Cosa significa per te

Se utilizzi app di messaggistica crittografata e ti trovi nell'UE, o invii regolarmente messaggi a persone che lo sono, vale la pena prestare attenzione a questo voto anche se i dettagli finali dell'implementazione sono ancora in fase di definizione. Ecco il quadro pratico:

Le tue conversazioni crittografate esistenti non sono esposte retroattivamente. Questo voto riguarda futuri meccanismi di scansione e quadri di conformità, non una violazione dei messaggi passati.

Nulla cambia dall'oggi al domani. I processi legislativi dell'UE prevedono ulteriori passaggi dopo un voto del Parlamento, tra cui standard tecnici, tempistiche di conformità per i fornitori e potenziali ricorsi legali. Le app di messaggistica non azioneranno un interruttore il 10 luglio.

L'incertezza stessa è il rischio. Poiché le regole continuano a oscillare tra rigetto, limitazione e adozione, è difficile per gli utenti e persino per i fornitori pianificare aspettative stabili. Questa imprevedibilità è esattamente il motivo per cui gli utenti attenti alla privacy stanno cercando modi per ridurre la propria esposizione, indipendentemente dall'esito di questa specifica misura.

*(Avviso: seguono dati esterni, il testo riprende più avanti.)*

//! Read-only card catalog.

/// Directory-backed catalog loading.
pub mod loader;

use std::collections::HashMap;

use anyhow::{bail, Result};
use once_cell::sync::Lazy;
use regex::Regex;

use crate::{
    error::{RecordKind, SquadError, SquadResult},
    manifest::CatalogManifest,
    models::{Faction, Pilot, Ship, SlotKind, Upgrade},
};

pub use loader::CatalogLoader;

static ID_RE: Lazy<Regex> =
    Lazy::new(|| Regex::new(r"^[a-z0-9]+$").expect("invalid card id regex"));
static STRIP_RE: Lazy<Regex> =
    Lazy::new(|| Regex::new(r"[^a-z0-9]+").expect("invalid card name regex"));

/// Returns true when `id` is a well-formed XWS identifier, i.e. exactly what
/// [`canonical_id`] produces for some name.
pub fn is_valid_id(id: &str) -> bool {
    ID_RE.is_match(id)
}

/// Derive the XWS identifier for a card or faction name (`"R2-D2"` → `"r2d2"`).
pub fn canonical_id(name: &str) -> String {
    STRIP_RE.replace_all(&name.to_lowercase(), "").into_owned()
}

/// Immutable lookup service over ships, pilots and upgrades.
///
/// Records keep the order they were added in, which is the order listings
/// are returned in.
#[derive(Debug, Default)]
pub struct Catalog {
    manifest: CatalogManifest,
    ships: Vec<Ship>,
    pilots: Vec<Pilot>,
    upgrades: Vec<Upgrade>,
    ship_index: HashMap<String, usize>,
    pilot_index: HashMap<String, usize>,
    upgrade_index: HashMap<String, usize>,
}

impl Catalog {
    /// Start building a catalog in memory.
    pub fn builder() -> CatalogBuilder {
        CatalogBuilder::default()
    }

    /// Version metadata the catalog was loaded with.
    pub fn manifest(&self) -> &CatalogManifest {
        &self.manifest
    }

    /// All ships.
    pub fn ships(&self) -> &[Ship] {
        &self.ships
    }

    /// All pilots.
    pub fn pilots(&self) -> &[Pilot] {
        &self.pilots
    }

    /// All upgrades.
    pub fn upgrades(&self) -> &[Upgrade] {
        &self.upgrades
    }

    /// Ships flown by `faction`.
    pub fn ships_for_faction(&self, faction: Faction) -> Vec<&Ship> {
        self.ships
            .iter()
            .filter(|ship| ship.faction == faction)
            .collect()
    }

    /// Pilots flying the given ship.
    pub fn pilots_for_ship(&self, ship_id: &str) -> SquadResult<Vec<&Pilot>> {
        let ship = self.ship(ship_id)?;
        Ok(self
            .pilots
            .iter()
            .filter(|pilot| pilot.ship == ship.id)
            .collect())
    }

    /// Pilots of a faction, optionally restricted to hyperspace-legal ones.
    pub fn pilots_for_faction(&self, faction: Faction, hyperspace_only: bool) -> Vec<&Pilot> {
        self.pilots
            .iter()
            .filter(|pilot| pilot.faction == faction)
            .filter(|pilot| !hyperspace_only || pilot.hyperspace)
            .collect()
    }

    /// Upgrades occupying the given slot kind.
    pub fn upgrades_for_slot(&self, slot: SlotKind) -> Vec<&Upgrade> {
        self.upgrades
            .iter()
            .filter(|upgrade| upgrade.slot == slot)
            .collect()
    }

    /// Look up a ship by identifier.
    pub fn ship(&self, id: &str) -> SquadResult<&Ship> {
        self.ship_index
            .get(id)
            .map(|&index| &self.ships[index])
            .ok_or_else(|| SquadError::not_found(RecordKind::Ship, id))
    }

    /// Look up a pilot by identifier.
    pub fn pilot(&self, id: &str) -> SquadResult<&Pilot> {
        self.pilot_index
            .get(id)
            .map(|&index| &self.pilots[index])
            .ok_or_else(|| SquadError::not_found(RecordKind::Pilot, id))
    }

    /// Look up an upgrade by identifier.
    pub fn upgrade(&self, id: &str) -> SquadResult<&Upgrade> {
        self.upgrade_index
            .get(id)
            .map(|&index| &self.upgrades[index])
            .ok_or_else(|| SquadError::not_found(RecordKind::Upgrade, id))
    }
}

/// Collects reference records and checks them before freezing a [`Catalog`].
#[derive(Debug, Default)]
pub struct CatalogBuilder {
    manifest: CatalogManifest,
    ships: Vec<Ship>,
    pilots: Vec<Pilot>,
    upgrades: Vec<Upgrade>,
}

impl CatalogBuilder {
    /// Attach version metadata.
    pub fn manifest(mut self, manifest: CatalogManifest) -> Self {
        self.manifest = manifest;
        self
    }

    /// Add a ship.
    pub fn ship(mut self, ship: Ship) -> Self {
        self.ships.push(ship);
        self
    }

    /// Add a pilot.
    pub fn pilot(mut self, pilot: Pilot) -> Self {
        self.pilots.push(pilot);
        self
    }

    /// Add an upgrade.
    pub fn upgrade(mut self, upgrade: Upgrade) -> Self {
        self.upgrades.push(upgrade);
        self
    }

    pub(crate) fn push_ship(&mut self, ship: Ship) {
        self.ships.push(ship);
    }

    pub(crate) fn push_pilot(&mut self, pilot: Pilot) {
        self.pilots.push(pilot);
    }

    pub(crate) fn push_upgrade(&mut self, upgrade: Upgrade) {
        self.upgrades.push(upgrade);
    }

    /// Validate identifiers and references and freeze the catalog.
    pub fn build(self) -> Result<Catalog> {
        let ship_index = index_records("ship", self.ships.iter().map(|ship| ship.id.as_str()))?;
        let pilot_index =
            index_records("pilot", self.pilots.iter().map(|pilot| pilot.id.as_str()))?;
        let upgrade_index = index_records(
            "upgrade",
            self.upgrades.iter().map(|upgrade| upgrade.id.as_str()),
        )?;

        for pilot in &self.pilots {
            let Some(&index) = ship_index.get(&pilot.ship) else {
                bail!("pilot '{}' references unknown ship '{}'", pilot.id, pilot.ship);
            };
            let ship = &self.ships[index];
            if ship.faction != pilot.faction {
                bail!(
                    "pilot '{}' ({}) flies ship '{}' of {}",
                    pilot.id,
                    pilot.faction,
                    ship.id,
                    ship.faction
                );
            }
        }

        Ok(Catalog {
            manifest: self.manifest,
            ships: self.ships,
            pilots: self.pilots,
            upgrades: self.upgrades,
            ship_index,
            pilot_index,
            upgrade_index,
        })
    }
}

fn index_records<'a>(
    kind: &str,
    ids: impl Iterator<Item = &'a str>,
) -> Result<HashMap<String, usize>> {
    let mut index = HashMap::new();
    for (position, id) in ids.enumerate() {
        if !is_valid_id(id) {
            bail!("invalid {kind} id '{id}'");
        }
        if index.insert(id.to_string(), position).is_some() {
            bail!("duplicate {kind} id '{id}'");
        }
    }
    Ok(index)
}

Cose pratiche che puoi fare ora

Non devi aspettare i dettagli finali dell'implementazione per iniziare a ridurre la tua esposizione. Alcuni passi concreti:

  • Comprendi cosa effettivamente crittografa la tua app di messaggistica. Non tutte le app offrono una vera crittografia end-to-end per impostazione predefinita, e alcune la abilitano solo per determinati tipi di conversazione. Controlla le impostazioni e la documentazione della tua app.
  • Usa una VPN affidabile per la privacy a livello di rete. Una VPN non fermerà la scansione lato client su un dispositivo, poiché tale scansione avviene prima che il traffico lasci il dispositivo, ma riduce la quantità di metadati sulla tua attività online visibile al tuo provider internet e ad altre terze parti. È uno strato di protezione separato ma complementare.
  • Mantieni aggiornate le app e fai attenzione alla trasparenza dei changelog. Se un fornitore intende introdurre funzionalità di scansione per conformarsi alle nuove regole, queste informazioni compaiono in genere nelle note di aggiornamento, nelle modifiche ai termini di servizio o in dichiarazioni pubbliche ben prima del rilascio.
  • Diversifica i luoghi in cui avvengono le conversazioni sensibili. Affidarsi a un'unica piattaforma per tutte le comunicazioni significa che un singolo cambio di politica influisce su tutto. Distribuire le conversazioni sensibili su strumenti con modelli di sicurezza e giurisdizioni differenti riduce i punti di guasto singoli.
  • Presta attenzione anche alle basi della sicurezza degli account. I dibattiti sulle politiche di sorveglianza fanno notizia, ma la compromissione di base degli account rimane uno dei modi più comuni in cui i messaggi privati effettivamente trapelano, come si è visto in incidenti come il furto di credenziali WhatsApp che ha esposto dati degli utenti senza alcun mandato governativo di scansione.

Il quadro più ampio

Il percorso del Chat Control attraverso il Parlamento europeo illustra uno schema che si ritrova anche altrove: regolatori che propongono ampi requisiti di sorveglianza o accesso su strumenti crittografati o privati, salvo poi vedere quelle proposte ridimensionate, ritardate o rielaborate dopo le opposizioni. Il dibattito se il Regno Unito possa realisticamente vietare le VPN segue una forma simile, con proposte politiche ambiziose che si scontrano con limiti tecnici e pratici.

Per ora, l'adozione del Chat Control 1.0 il 9 luglio 2026 è un segnale che la questione non scomparirà, non un verdetto finale su come funzionerà la privacy della messaggistica nell'UE in futuro. Rimanere informati, mantenere intatte le impostazioni di crittografia e utilizzare strumenti come le VPN come uno strato tra tanti rimane l'approccio più ragionevole mentre il processo legislativo continua a svilupparsi.